Witness what has become of Yahoo.” He continued, “With its arrogant rebuff of Microsoft’s generous buyout offer, Yahoo now risks alienation of shareholders, an expanding employee brain-drain, and a potentially
protracted shareholder battle. What you are seeing is the early stage of a serious death spiral. Nice job, Yahoo!” Raynovich concluded, “What exactly does Yahoo have to gain by rebuffing Microsoft? A higher stock
price? Already missed that opportunity. Pride? Lost that a couple years ago, when it was passed by Google in market cap and Terry Semel’s grand ‘Hollywood’ vision unraveled. Integrity? Yahoo is getting rid of that by alienating shareholders and not taking on the fiduciary responsibility of a good-faith negotiation. Let’s face it: Yahoo is supremely arrogant. For what, I don’t know. It’s not like it has an ace in the pocket (What, Time Warner or News Corp.? You’ve got to be kidding me.) I think the Rubicon has already been crossed, and Yahoo is now well on its way to joining the gallery of once mighty, fallen tech giants.”
Analyst Says Microsoft Stronger Competitor Against Google In Web Ads.

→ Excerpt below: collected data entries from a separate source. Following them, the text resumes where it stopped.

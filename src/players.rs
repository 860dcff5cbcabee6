use std::collections::HashSet;

use serde::{Deserialize, Serialize};

use crate::coords::BlockPos;
use crate::items::ItemStack;

#[derive(Debug, Clone, Copy, PartialEq, Eq, Hash, Serialize, Deserialize)]
pub struct PlayerId(pub u32);

/// The acting entity as the engine sees it: where drops land, what both
/// hands hold, and which permissions the host granted. Feedback messages
/// go into the mailbox for the host to deliver.
#[derive(Debug, Clone)]
pub struct Player {
    pub id: PlayerId,
    pub pos: BlockPos,
    pub main_hand: Option<ItemStack>,
    pub off_hand: Option<ItemStack>,
    pub permissions: HashSet<String>,
    pub messages: Vec<String>,
}

impl Player {
    pub fn new(id: PlayerId, pos: BlockPos) -> Self {
        Self {
            id,
            pos,
            main_hand: None,
            off_hand: None,
            permissions: HashSet::new(),
            messages: Vec::new(),
        }
    }

    pub fn has_permission(&self, permission: &str) -> bool {
        self.permissions.contains(permission)
    }

    pub fn grant(&mut self, permission: &str) {
        self.permissions.insert(permission.to_string());
    }

    pub fn send_message(&mut self, message: impl Into<String>) {
        self.messages.push(message.into());
    }
}
use serde::{Deserialize, Serialize};

use crate::block::BlockKind;

#[derive(Debug, Clone, Copy, PartialEq, Eq, Hash, Serialize, Deserialize)]
pub enum ToolKind {
    WoodenAxe,
    StoneAxe,
    IronAxe,
    GoldenAxe,
    DiamondAxe,
    NetheriteAxe,
    WoodenHoe,
    StoneHoe,
    IronHoe,
    GoldenHoe,
    DiamondHoe,
    NetheriteHoe,
    Shears,
}

impl ToolKind {
    pub fn is_axe(self) -> bool {
        matches!(
            self,
            ToolKind::WoodenAxe
                | ToolKind::StoneAxe
                | ToolKind::IronAxe
                | ToolKind::GoldenAxe
                | ToolKind::DiamondAxe
                | ToolKind::NetheriteAxe
        )
    }

    pub fn is_hoe(self) -> bool {
        matches!(
            self,
            ToolKind::WoodenHoe
                | ToolKind::StoneHoe
                | ToolKind::IronHoe
                | ToolKind::GoldenHoe
                | ToolKind::DiamondHoe
                | ToolKind::NetheriteHoe
        )
    }
}

#[derive(Debug, Clone, Copy, PartialEq, Eq, Serialize, Deserialize)]
pub enum ItemKind {
    Tool(ToolKind),
    Block(BlockKind),
}

/// A held or dropped item. `durability` is remaining uses and only
/// meaningful for tools; block items carry 0.
#[derive(Debug, Clone, Copy, PartialEq, Eq, Serialize, Deserialize)]
pub struct ItemStack {
    pub kind: ItemKind,
    pub durability: u32,
}

impl ItemStack {
    pub fn tool(kind: ToolKind, durability: u32) -> Self {
        Self {
            kind: ItemKind::Tool(kind),
            durability,
        }
    }

    pub fn block(kind: BlockKind) -> Self {
        Self {
            kind: ItemKind::Block(kind),
            durability: 0,
        }
    }

    pub fn tool_kind(&self) -> Option<ToolKind> {
        match self.kind {
            ItemKind::Tool(t) => Some(t),
            ItemKind::Block(_) => None,
        }
    }

    /// Spends one use of a tool. Returns true if the tool just broke and
    /// should be removed from the hand.
    pub fn reduce_durability(&mut self) -> bool {
        self.durability = self.durability.saturating_sub(1);
        self.durability == 0
    }
}
use std::cmp::Ordering;
use std::collections::BinaryHeap;

use serde::{Deserialize, Serialize};

use crate::coords::BlockPos;

/// Deferred work the engine runs on later ticks instead of blocking.
#[derive(Debug, Clone, Copy, PartialEq, Eq, Serialize, Deserialize)]
pub enum TaskKind {
    /// Examine the axis neighbors of a just-removed block for decay.
    DecaySweep { pos: BlockPos },
    /// Re-validate and decay a single scheduled leaf.
    LeafDecay { pos: BlockPos },
}

#[derive(Debug, Clone, Copy, PartialEq, Eq, Serialize, Deserialize)]
pub struct ScheduledTask {
    pub tick: u64,
    /// Tiebreak within a tick: tasks scheduled first run first.
    pub seq: u64,
    pub kind: TaskKind,
}

// BinaryHeap is a max-heap; reverse the key so the earliest (tick, seq)
// surfaces first.
impl PartialOrd for ScheduledTask {
    fn partial_cmp(&self, other: &Self) -> Option<Ordering> {
        Some(self.cmp(other))
    }
}

impl Ord for ScheduledTask {
    fn cmp(&self, other: &Self) -> Ordering {
        other
            .tick
            .cmp(&self.tick)
            .then_with(|| other.seq.cmp(&self.seq))
    }
}

/// Priority queue of deferred tasks ordered by `(tick, seq)`.
#[derive(Debug, Clone, Default)]
pub struct TaskQueue {
    heap: BinaryHeap<ScheduledTask>,
    next_seq: u64,
}

impl TaskQueue {
    pub fn new() -> Self {
        Self::default()
    }

    pub fn schedule(&mut self, tick: u64, kind: TaskKind) {
        let seq = self.next_seq;
        self.next_seq += 1;
        self.heap.push(ScheduledTask { tick, seq, kind });
    }

    /// Pops the next task due at or before `now`, in (tick, seq) order.
    pub fn pop_due(&mut self, now: u64) -> Option<TaskKind> {
        if self.heap.peek().is_some_and(|t| t.tick <= now) {
            self.heap.pop().map(|t| t.kind)
        } else {
            None
        }
    }

    pub fn is_empty(&self) -> bool {
        self.heap.is_empty()
    }
}
pub mod block;
pub mod config;
pub mod coords;
pub mod engine;
pub mod events;
pub mod items;
pub mod players;
pub mod queue;
pub mod scan;
pub mod sched;
pub mod session;
pub mod tools;
pub mod world;

// Re-exports for convenience in tests and integration users.
pub use block::{BlockKind, LeafProps};
pub use config::{Config, ConfigError};
pub use coords::{BlockPos, Direction};
pub use engine::{Engine, PERMISSION_FELL};
pub use events::{BreakEvent, DecayEvent, Hand, InteractAction, WorldHook};
pub use items::{ItemKind, ItemStack, ToolKind};
pub use players::{Player, PlayerId};
pub use queue::DistanceQueue;
pub use scan::scan;
pub use session::SessionTable;
pub use tools::{BlockTag, ToolTable, ToolTableError, ToolTag};
pub use world::{Effect, World};
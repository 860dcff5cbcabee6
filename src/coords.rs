use serde::{Deserialize, Serialize};

#[derive(Debug, Clone, Copy, PartialEq, Eq, Hash, Serialize, Deserialize)]
pub struct BlockPos {
    pub x: i32,
    pub y: i32,
    pub z: i32,
}

impl BlockPos {
    pub fn new(x: i32, y: i32, z: i32) -> Self {
        Self { x, y, z }
    }

    pub fn relative(self, dir: Direction) -> Self {
        let (dx, dy, dz) = dir.offset();
        Self {
            x: self.x + dx,
            y: self.y + dy,
            z: self.z + dz,
        }
    }

    /// Squared Euclidean distance. The square root is skipped on purpose:
    /// only relative order matters to callers, and integer weights stay exact.
    pub fn dist_sq(self, other: BlockPos) -> u64 {
        let dx = (self.x - other.x) as i64;
        let dy = (self.y - other.y) as i64;
        let dz = (self.z - other.z) as i64;
        (dx * dx + dy * dy + dz * dz) as u64
    }

    /// The chunk column this position belongs to (16x16 columns, floor division).
    pub fn chunk(self) -> (i32, i32) {
        (self.x >> 4, self.z >> 4)
    }
}

#[derive(Debug, Clone, Copy, PartialEq, Eq, Serialize, Deserialize)]
pub enum Direction {
    Up,
    Down,
    North,
    NorthEast,
    East,
    SouthEast,
    South,
    SouthWest,
    West,
    NorthWest,
}

impl Direction {
    /// The 8 same-level neighbors, in the scan's fixed expansion order.
    pub const RING: [Direction; 8] = [
        Direction::North,
        Direction::NorthEast,
        Direction::East,
        Direction::SouthEast,
        Direction::South,
        Direction::SouthWest,
        Direction::West,
        Direction::NorthWest,
    ];

    /// The 6 axis-aligned neighbors examined by the decay cascade.
    pub const AXES: [Direction; 6] = [
        Direction::North,
        Direction::East,
        Direction::South,
        Direction::West,
        Direction::Up,
        Direction::Down,
    ];

    pub fn offset(self) -> (i32, i32, i32) {
        match self {
            Direction::Up => (0, 1, 0),
            Direction::Down => (0, -1, 0),
            Direction::North => (0, 0, -1),
            Direction::NorthEast => (1, 0, -1),
            Direction::East => (1, 0, 0),
            Direction::SouthEast => (1, 0, 1),
            Direction::South => (0, 0, 1),
            Direction::SouthWest => (-1, 0, 1),
            Direction::West => (-1, 0, 0),
            Direction::NorthWest => (-1, 0, -1),
        }
    }
}
use serde::{Deserialize, Serialize};
use thiserror::Error;

#[derive(Debug, Error)]
pub enum ConfigError {
    #[error("malformed config: {0}")]
    Malformed(#[from] serde_json::Error),
}

/// Startup toggles, read once. Field defaults mirror the shipped default
/// config, so an empty JSON object is a valid configuration.
#[derive(Debug, Clone, Copy, Serialize, Deserialize)]
#[serde(rename_all = "camelCase", default)]
pub struct Config {
    /// Whether felling mode starts enabled for joining players.
    pub active_on_join: bool,
    /// Gate felling and the toggle gesture behind `PERMISSION_FELL`.
    pub use_permissions: bool,
    /// Cascade decay to unsupported leaves after a log or leaf breaks.
    pub fast_leaf_decay: bool,
    pub leaf_decay_sound: bool,
    pub leaf_decay_particles: bool,
}

impl Default for Config {
    fn default() -> Self {
        Self {
            active_on_join: true,
            use_permissions: false,
            fast_leaf_decay: true,
            leaf_decay_sound: true,
            leaf_decay_particles: true,
        }
    }
}

impl Config {
    pub fn from_json_str(s: &str) -> Result<Self, ConfigError> {
        Ok(serde_json::from_str(s)?)
    }
}
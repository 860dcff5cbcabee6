use serde::{Deserialize, Serialize};
use thiserror::Error;

use crate::block::BlockKind;
use crate::items::ToolKind;

#[derive(Debug, Error, PartialEq, Eq)]
pub enum ToolTableError {
    #[error("structure tags {0:?} and {1:?} both match {2:?}")]
    OverlappingTags(BlockTag, BlockTag, BlockKind),
}

/// Named group of structure classifications a felling pair applies to.
#[derive(Debug, Clone, Copy, PartialEq, Eq, Serialize, Deserialize)]
pub enum BlockTag {
    Logs,
    WartBlocks,
    Leaves,
}

impl BlockTag {
    pub fn matches(self, kind: BlockKind) -> bool {
        match self {
            BlockTag::Logs => kind.is_log(),
            BlockTag::WartBlocks => kind.is_wart_block(),
            BlockTag::Leaves => kind.is_leaves(),
        }
    }
}

/// Named group of tools allowed to trigger felling on the paired tag.
#[derive(Debug, Clone, Copy, PartialEq, Eq, Serialize, Deserialize)]
pub enum ToolTag {
    Axes,
    Hoes,
    Shears,
}

impl ToolTag {
    pub fn matches(self, tool: ToolKind) -> bool {
        match self {
            ToolTag::Axes => tool.is_axe(),
            ToolTag::Hoes => tool.is_hoe(),
            ToolTag::Shears => tool == ToolKind::Shears,
        }
    }
}

/// The static structure-to-tool association. First match wins on lookup,
/// and `validate` rejects configurations where that would matter.
#[derive(Debug, Clone)]
pub struct ToolTable {
    pairs: Vec<(BlockTag, ToolTag)>,
}

impl Default for ToolTable {
    fn default() -> Self {
        Self {
            pairs: vec![
                (BlockTag::Logs, ToolTag::Axes),
                (BlockTag::WartBlocks, ToolTag::Hoes),
                (BlockTag::Leaves, ToolTag::Shears),
            ],
        }
    }
}

impl ToolTable {
    pub fn new(pairs: Vec<(BlockTag, ToolTag)>) -> Result<Self, ToolTableError> {
        let table = Self { pairs };
        table.validate()?;
        Ok(table)
    }

    /// Checks that no block classification is claimed by two structure
    /// tags. Run once at startup; overlap is a configuration defect.
    pub fn validate(&self) -> Result<(), ToolTableError> {
        const ALL: [BlockKind; 11] = [
            BlockKind::Air,
            BlockKind::OakLog,
            BlockKind::BirchLog,
            BlockKind::SpruceLog,
            BlockKind::OakLeaves,
            BlockKind::BirchLeaves,
            BlockKind::SpruceLeaves,
            BlockKind::WartBlock,
            BlockKind::WarpedWartBlock,
            BlockKind::Dirt,
            BlockKind::Stone,
        ];
        for kind in ALL {
            let mut owner: Option<BlockTag> = None;
            for &(tag, _) in &self.pairs {
                if tag.matches(kind) {
                    if let Some(first) = owner {
                        return Err(ToolTableError::OverlappingTags(first, tag, kind));
                    }
                    owner = Some(tag);
                }
            }
        }
        Ok(())
    }

    /// The pair whose structure side matches the broken block, if any.
    pub fn pair_for_block(&self, kind: BlockKind) -> Option<(BlockTag, ToolTag)> {
        self.pairs.iter().copied().find(|(tag, _)| tag.matches(kind))
    }

    /// Whether the tool appears on the tool side of any pair. Used by the
    /// mode-toggle gesture, which works with any felling tool in hand.
    pub fn is_felling_tool(&self, tool: ToolKind) -> bool {
        self.pairs.iter().any(|&(_, tag)| tag.matches(tool))
    }
}
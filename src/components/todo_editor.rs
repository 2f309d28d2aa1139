//! Todo Editor Column
//!
//! Side column for rewriting an item's text. Opened per item id; nothing
//! here blocks the UI.

use leptos::prelude::*;

use crate::store::{store_edit_item, use_app_store, AppStateStoreFields};

/// Editor column, shown while an edit target is set
#[component]
pub fn TodoEditor(
    editing_item: ReadSignal<Option<u32>>,
    set_editing_item: WriteSignal<Option<u32>>,
) -> impl IntoView {
    let store = use_app_store();

    let (draft, set_draft) = signal(String::new());

    // Reseed the draft with the item's current text whenever the target
    // changes; edits elsewhere in the list leave a draft in progress alone
    Effect::new(move |_| {
        let text = editing_item
            .get()
            .and_then(|id| store.items().get_untracked().into_iter().find(|i| i.id == id))
            .map(|item| item.text)
            .unwrap_or_default();
        set_draft.set(text);
    });

    // A blank draft leaves the item unchanged; either way the editor closes
    let save = move || {
        if let Some(id) = editing_item.get() {
            store_edit_item(&store, id, &draft.get());
        }
        set_editing_item.set(None);
    };

    view! {
        {move || match editing_item.get() {
            Some(id) => view! {
                <div class="todo-editor-column">
                    <div class="todo-editor-header">
                        <span class="todo-editor-title">{format!("Edit item #{}", id)}</span>
                        <button class="close-btn" on:click=move |_| set_editing_item.set(None)>
                            "×"
                        </button>
                    </div>

                    <form
                        class="todo-edit-form"
                        on:submit=move |ev: web_sys::SubmitEvent| {
                            ev.prevent_default();
                            save();
                        }
                    >
                        <input
                            type="text"
                            class="todo-edit-input"
                            prop:value=move || draft.get()
                            on:input=move |ev| set_draft.set(event_target_value(&ev))
                            on:keydown=move |ev: web_sys::KeyboardEvent| {
                                if ev.key() == "Escape" {
                                    set_editing_item.set(None);
                                }
                            }
                        />
                        <div class="todo-edit-actions">
                            <button type="submit">"Save"</button>
                            <button
                                type="button"
                                class="cancel-btn"
                                on:click=move |_| set_editing_item.set(None)
                            >
                                "Cancel"
                            </button>
                        </div>
                    </form>
                </div>
            }.into_any(),
            None => view! { <div></div> }.into_any(),
        }}
    }
}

Elinor Mills wrote on the NewsBlog at CNET (4/7), “Microsoft can give Google a better fight in online ads than
Google can compete against Redmond in enterprise software, a Gartner analyst concludes in a new research report.” The piece continued, “In one corner is Microsoft, the leader in enterprise software and PC-centric applications. Microsoft’s eye is on the prize–a bigger slice of the $75 billion in online ad revenue that is forecast by 2011…. Microsoft’s bid for Yahoo plays into this strategy, and would make the combined company the clear No. 2 in advertising. In the other corner is Google, the search engine that has turned pay-per-click ads into a cash cow. The company is looking to take advantage of (and promote) the move to cloud computing with its Google Apps, which are free for consumers but have a per-user yearly charge for the premier edition targeting businesses.” Gartner research vice president David Mitchell Smith “says he’s not convinced Google is trying to make much money off Google Apps, and he predicts that while the effort may be a distraction to Microsoft it won’t seriously threaten Microsoft’s enterprise business anytime soon.”